The debate surrounding the right-to-die movement has been reignited in recent weeks, due to the Brittany Maynard story. Maynard, a death with dignity advocate, died Saturday, November 1st, at age 29. In spring 2014, Maynard was told she had terminal brain cancer and about six months to live. Shortly after, she elected to relocate with her family to Oregon in order to legally seek aid in dying. Oregon, through its Death with Dignity Act, is one of five U.S. states — including Washington, Montana, New Mexico, and Vermont — that allow assisted suicide.
Maynard’s story continued to unfold with a viral video, featuring interviews with Maynard, her husband Dan, and her mother Debbie. (A follow-up video was later posted. You can watch both videos below.) In an October People magazine cover story Maynard heartbreakingly said, “ … there’s not a single part of me that wants to die. But I am dying.”
Opinions were, and continue to be, divided. For healthcare workers the issue can be especially complex. And even more so for Travel Nurses who may find themselves working in various states where laws differ. While also acknowledging “that there are nurses working in states where assisted suicide is legal,” the American Nurses Association wrote in an April 2013 position statement addressing “Euthanasia, Assisted Suicide, and Aid in Dying”:
“The American Nurses Association recognizes that assisted suicide and euthanasia continue to be debated. Despite philosophical and legal arguments in favor of assisted suicide, it is the position of the ANA as specified in The Code that nurses’ participation in assisted suicide and euthanasia is strictly prohibited.”
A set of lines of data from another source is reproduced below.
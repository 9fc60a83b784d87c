use serde::{Deserialize, Serialize};

/// Company details shown on the dashboard, kept for the session only
#[derive(Debug, Clone, PartialEq, Serialize, Deserialize)]
#[serde(rename_all = "camelCase")]
pub struct Settings {
    pub company_name: String,
    pub contact_email: String,
    pub phone_number: String,
    pub address: String,
}

impl Default for Settings {
    fn default() -> Self {
        Self {
            company_name: "GreenEstate Pro".to_string(),
            contact_email: "admin@greenestate.com".to_string(),
            phone_number: "+1 (555) 123-4567".to_string(),
            address: "123 Real Estate Ave, Suite 100, NY 10001".to_string(),
        }
    }
}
Conversely, the Death with Dignity National Center provides a resource page for healthcare providers, which focuses on existing Death with Dignity acts, legislative efforts, and FAQs, also providing additional resources. The Brittany Maynard Fund is another site to check out, for those interested in the Brittany Maynard story.
Regardless of one’s belief or view, the Brittany Maynard story is a sad one. And it is important to remember that besides being an activist, Maynard was a daughter, wife, friend, adventurer, and so much more. If you want to learn more about Maynard’s life, check out this People article, “Inside Brittany Maynard’s Vibrant Life.”
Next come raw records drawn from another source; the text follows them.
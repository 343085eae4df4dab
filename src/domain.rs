//! Domain models: words, difficulty, candidate pairs, quizzes and session records.

use std::fmt;

use chrono::{DateTime, Utc};
use serde::{Deserialize, Serialize};

/// Difficulty level of a word: 1 = easiest, 4 = hardest.
/// Always inside `[MIN, MAX]`; deserialization rejects anything else.
#[derive(Clone, Copy, Debug, PartialEq, Eq, PartialOrd, Ord, Hash, Serialize, Deserialize)]
#[serde(try_from = "u8", into = "u8")]
pub struct Difficulty(u8);

impl Difficulty {
  pub const MIN: Difficulty = Difficulty(1);
  pub const MAX: Difficulty = Difficulty(4);
  /// Manually added and OCR-imported words start here.
  pub const DEFAULT: Difficulty = Difficulty(2);

  pub fn new(level: u8) -> Option<Self> {
    (Self::MIN.0..=Self::MAX.0).contains(&level).then_some(Difficulty(level))
  }

  pub fn get(self) -> u8 { self.0 }

  /// One step easier, never below 1.
  pub fn easier(self) -> Self { Difficulty(self.0.saturating_sub(1).max(Self::MIN.0)) }

  /// One step harder, never above 4.
  pub fn harder(self) -> Self { Difficulty((self.0 + 1).min(Self::MAX.0)) }

  pub fn label_ja(self) -> &'static str {
    match self.0 {
      1 => "簡単",
      2 => "普通",
      3 => "難しい",
      _ => "とても難しい",
    }
  }
}

impl Default for Difficulty {
  fn default() -> Self { Self::DEFAULT }
}

impl TryFrom<u8> for Difficulty {
  type Error = String;
  fn try_from(v: u8) -> Result<Self, Self::Error> {
    Difficulty::new(v).ok_or_else(|| format!("difficulty must be within 1..=4, got {v}"))
  }
}

impl From<Difficulty> for u8 {
  fn from(d: Difficulty) -> u8 { d.0 }
}

impl fmt::Display for Difficulty {
  fn fmt(&self, f: &mut fmt::Formatter<'_>) -> fmt::Result { write!(f, "{}", self.0) }
}

/// Where did a word come from?
#[derive(Clone, Copy, Debug, Default, PartialEq, Eq, Hash, Serialize, Deserialize)]
#[serde(rename_all = "snake_case")]
pub enum WordSource {
  #[default]
  Manual,  // typed in by the learner
  Ocr,     // imported from a photographed page
  Sample,  // bundled fallback set, never persisted
}

/// A vocabulary entry owned by the store.
#[derive(Clone, Debug, PartialEq, Serialize, Deserialize)]
#[serde(rename_all = "camelCase")]
pub struct Word {
  pub id: String,
  /// English prompt shown to the learner.
  pub headword: String,
  /// Japanese meaning, the expected answer.
  pub translation: String,
  #[serde(default)]
  pub difficulty: Difficulty,
  #[serde(default)]
  pub correct_count: u32,
  #[serde(default)]
  pub incorrect_count: u32,
  #[serde(default)]
  pub last_studied: Option<DateTime<Utc>>,
  pub created_at: DateTime<Utc>,
  #[serde(default)]
  pub source: WordSource,
}

impl Word {
  pub fn is_sample(&self) -> bool { self.source == WordSource::Sample }
}

/// Fields needed to create a word; the store assigns id and timestamps.
#[derive(Clone, Debug)]
pub struct NewWord {
  pub headword: String,
  pub translation: String,
  pub difficulty: Difficulty,
  pub source: WordSource,
}

impl NewWord {
  /// Trim both sides and reject empty fields.
  pub fn validated(headword: &str, translation: &str, difficulty: Difficulty, source: WordSource) -> Result<Self, String> {
    let headword = headword.trim();
    let translation = translation.trim();
    if headword.is_empty() { return Err("headword must not be empty".into()); }
    if translation.is_empty() { return Err("translation must not be empty".into()); }
    Ok(Self { headword: headword.to_string(), translation: translation.to_string(), difficulty, source })
  }
}

/// Partial update applied to a stored word. `None` leaves the field alone.
#[derive(Clone, Debug, Default, PartialEq)]
pub struct WordPatch {
  pub headword: Option<String>,
  pub translation: Option<String>,
  pub difficulty: Option<Difficulty>,
  pub correct_count: Option<u32>,
  pub incorrect_count: Option<u32>,
  pub last_studied: Option<DateTime<Utc>>,
}

impl WordPatch {
  pub fn apply_to(&self, w: &mut Word) {
    if let Some(h) = &self.headword { w.headword = h.clone(); }
    if let Some(t) = &self.translation { w.translation = t.clone(); }
    if let Some(d) = self.difficulty { w.difficulty = d; }
    if let Some(c) = self.correct_count { w.correct_count = c; }
    if let Some(c) = self.incorrect_count { w.incorrect_count = c; }
    if let Some(t) = self.last_studied { w.last_studied = Some(t); }
  }
}

/// Transient output of extraction. Accept/reject state lives in the caller.
#[derive(Clone, Debug, PartialEq, Eq, Serialize, Deserialize)]
pub struct CandidatePair {
  pub headword: String,
  pub translation: String,
}

/// One drill round. Not persisted.
#[derive(Clone, Debug)]
pub struct Quiz {
  pub target: Word,
  pub options: Vec<String>,
  pub correct_answer: String,
}

/// Which words a session may draw targets from.
#[derive(Clone, Copy, Debug, PartialEq, Eq, Serialize, Deserialize)]
#[serde(rename_all = "snake_case")]
pub enum StudyMode {
  /// Whole pool.
  Normal,
  /// Only words at or above the hard threshold.
  #[serde(rename = "difficulty", alias = "difficulty_focus")]
  DifficultyFocus,
}

impl StudyMode {
  pub fn as_str(&self) -> &'static str {
    match self {
      Self::Normal => "normal",
      Self::DifficultyFocus => "difficulty",
    }
  }
}

/// Persisted audit trail of one drill session.
#[derive(Clone, Debug, PartialEq, Serialize, Deserialize)]
#[serde(rename_all = "camelCase")]
pub struct StudySessionRecord {
  pub id: String,
  pub mode: StudyMode,
  pub start_time: DateTime<Utc>,
  #[serde(default)]
  pub end_time: Option<DateTime<Utc>>,
  pub total_questions: u32,
  pub correct_answers: u32,
  #[serde(default)]
  pub words_studied: Vec<String>,
}

impl StudySessionRecord {
  /// Percentage of correct answers, 0 when nothing was answered.
  pub fn accuracy(&self) -> f32 {
    if self.total_questions == 0 { 0.0 } else { self.correct_answers as f32 * 100.0 / self.total_questions as f32 }
  }
}

/// Session record before the store assigns an id.
#[derive(Clone, Debug)]
pub struct NewSessionRecord {
  pub mode: StudyMode,
  pub start_time: DateTime<Utc>,
}

#[derive(Clone, Debug, Default, PartialEq)]
pub struct SessionPatch {
  pub end_time: Option<DateTime<Utc>>,
  pub total_questions: Option<u32>,
  pub correct_answers: Option<u32>,
  pub words_studied: Option<Vec<String>>,
}

impl SessionPatch {
  pub fn apply_to(&self, s: &mut StudySessionRecord) {
    if let Some(t) = self.end_time { s.end_time = Some(t); }
    if let Some(n) = self.total_questions { s.total_questions = n; }
    if let Some(n) = self.correct_answers { s.correct_answers = n; }
    if let Some(ids) = &self.words_studied { s.words_studied = ids.clone(); }
  }
}
//! Application state: the injected store, OCR engine, study constants and live sessions.
//!
//! This module owns:
//!   - the persistence backend (chosen once from config, used as `dyn VocabStore`)
//!   - the sample word set used as fallback pool
//!   - the optional OCR engine
//!   - live study sessions keyed by a random session key
//!
//! One session has exactly one writer: each live session sits behind its own
//! mutex, so a round is fully resolved before the next request touches it.
//! Sessions nobody touched for `SESSION_IDLE_TTL` count as abandoned and are
//! evicted when the next session opens.

use std::{
    collections::HashMap,
    sync::Arc,
    time::{Duration, Instant},
};
use tokio::sync::{Mutex, RwLock};
use tracing::{debug, info, instrument};
use uuid::Uuid;

use crate::config::{load_config_from_env, StudyCfg};
use crate::domain::Word;
use crate::ocr::{OcrEngine, VisionOcr};
use crate::seeds::samples_from_config;
use crate::session::{StudySession, MIN_POOL, ROUND_CAP};
use crate::store::{self, VocabStore};

pub type SessionHandle = Arc<Mutex<StudySession>>;

/// How long an HTTP study session may sit untouched before it is evicted.
pub const SESSION_IDLE_TTL: Duration = Duration::from_secs(30 * 60);

struct LiveSession {
    handle: SessionHandle,
    last_touched: Instant,
}

#[derive(Clone)]
pub struct AppState {
    pub store: Arc<dyn VocabStore>,
    pub samples: Arc<Vec<Word>>,
    pub study: StudyCfg,
    pub ocr: Option<Arc<dyn OcrEngine>>,
    session_ttl: Duration,
    sessions: Arc<RwLock<HashMap<String, LiveSession>>>,
}

impl AppState {
    /// Build state from env: load config, pick the store backend, init OCR.
    #[instrument(level = "info", skip_all)]
    pub fn new() -> Self {
        let cfg = load_config_from_env();
        let store = store::from_config(&cfg.store);
        let samples = samples_from_config(&cfg.samples);

        let ocr: Option<Arc<dyn OcrEngine>> = match VisionOcr::from_env() {
            Some(v) => {
                info!(target: "tango_backend", base_url = %v.base_url, model = %v.model, "OCR enabled.");
                Some(Arc::new(v))
            }
            None => {
                info!(target: "tango_backend", "OCR disabled (no OPENAI_API_KEY). Text extraction still available.");
                None
            }
        };

        info!(
            target: "tango_backend",
            samples = samples.len(),
            round_cap = ROUND_CAP,
            min_pool = MIN_POOL,
            hard_threshold = %cfg.study.hard_threshold,
            "Study configuration"
        );

        let ttl = std::env::var("TANGO_SESSION_IDLE_SECS")
            .ok()
            .and_then(|v| v.parse::<u64>().ok())
            .map(Duration::from_secs)
            .unwrap_or(SESSION_IDLE_TTL);
        info!(target: "tango_backend", idle_secs = ttl.as_secs(), "Live session idle timeout");

        Self::with_parts(store, samples, cfg.study, ocr).with_session_ttl(ttl)
    }

    pub fn with_parts(
        store: Arc<dyn VocabStore>,
        samples: Vec<Word>,
        study: StudyCfg,
        ocr: Option<Arc<dyn OcrEngine>>,
    ) -> Self {
        Self {
            store,
            samples: Arc::new(samples),
            study,
            ocr,
            session_ttl: SESSION_IDLE_TTL,
            sessions: Arc::new(RwLock::new(HashMap::new())),
        }
    }

    /// Override the idle timeout for live sessions.
    pub fn with_session_ttl(mut self, ttl: Duration) -> Self {
        self.session_ttl = ttl;
        self
    }

    /// Fresh session in `SelectingMode`, registered under a new key.
    /// Idle sessions are evicted first.
    #[instrument(level = "debug", skip(self))]
    pub async fn open_session(&self) -> (String, SessionHandle) {
        let session = StudySession::new(self.store.clone(), self.samples.as_ref().clone(), self.study);
        let key = Uuid::new_v4().to_string();
        let handle = Arc::new(Mutex::new(session));

        let mut sessions = self.sessions.write().await;
        let before = sessions.len();
        let ttl = self.session_ttl;
        sessions.retain(|_, live| live.last_touched.elapsed() < ttl);
        let evicted = before - sessions.len();
        if evicted > 0 {
            debug!(target: "study", evicted, remaining = sessions.len(), "Evicted idle sessions");
        }
        sessions.insert(key.clone(), LiveSession { handle: handle.clone(), last_touched: Instant::now() });
        (key, handle)
    }

    /// Look up a live session and mark it as touched.
    #[instrument(level = "debug", skip(self), fields(%key))]
    pub async fn session(&self, key: &str) -> Option<SessionHandle> {
        let mut sessions = self.sessions.write().await;
        let live = sessions.get_mut(key)?;
        live.last_touched = Instant::now();
        Some(live.handle.clone())
    }

    /// Forget a live session. Its persisted record is untouched.
    #[instrument(level = "debug", skip(self), fields(%key))]
    pub async fn drop_session(&self, key: &str) -> bool {
        self.sessions.write().await.remove(key).is_some()
    }

    pub async fn live_sessions(&self) -> usize {
        self.sessions.read().await.len()
    }
}

#[cfg(test)]
mod tests {
    use super::*;
    use crate::seeds::sample_words;
    use crate::store::MemoryStore;

    fn state(ttl: Duration) -> AppState {
        AppState::with_parts(Arc::new(MemoryStore::default()), sample_words(), StudyCfg::default(), None)
            .with_session_ttl(ttl)
    }

    #[tokio::test]
    async fn idle_sessions_are_evicted_on_open() {
        let st = state(Duration::ZERO);
        let (first, _) = st.open_session().await;
        st.open_session().await;
        st.open_session().await;
        assert_eq!(st.live_sessions().await, 1);
        assert!(st.session(&first).await.is_none());
    }

    #[tokio::test]
    async fn active_sessions_survive_new_opens() {
        let st = state(SESSION_IDLE_TTL);
        let (key, _) = st.open_session().await;
        for _ in 0..20 {
            st.open_session().await;
        }
        assert_eq!(st.live_sessions().await, 21);
        assert!(st.session(&key).await.is_some());
        assert!(st.drop_session(&key).await);
        assert_eq!(st.live_sessions().await, 20);
    }
}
In a final message on her Facebook page, Maynard wrote:
“Goodbye to all my dear friends and family that I love. Today is the day I have chosen to pass away with dignity in the face of my terminal illness, this terrible brain cancer that has taken so much from me … but would have taken so much more. The world is a beautiful place, travel has been my greatest teacher, my close friends and folks are the greatest givers. I even have a ring of support around my bed as I type. … Goodbye world. Spread good energy. Pay it forward!”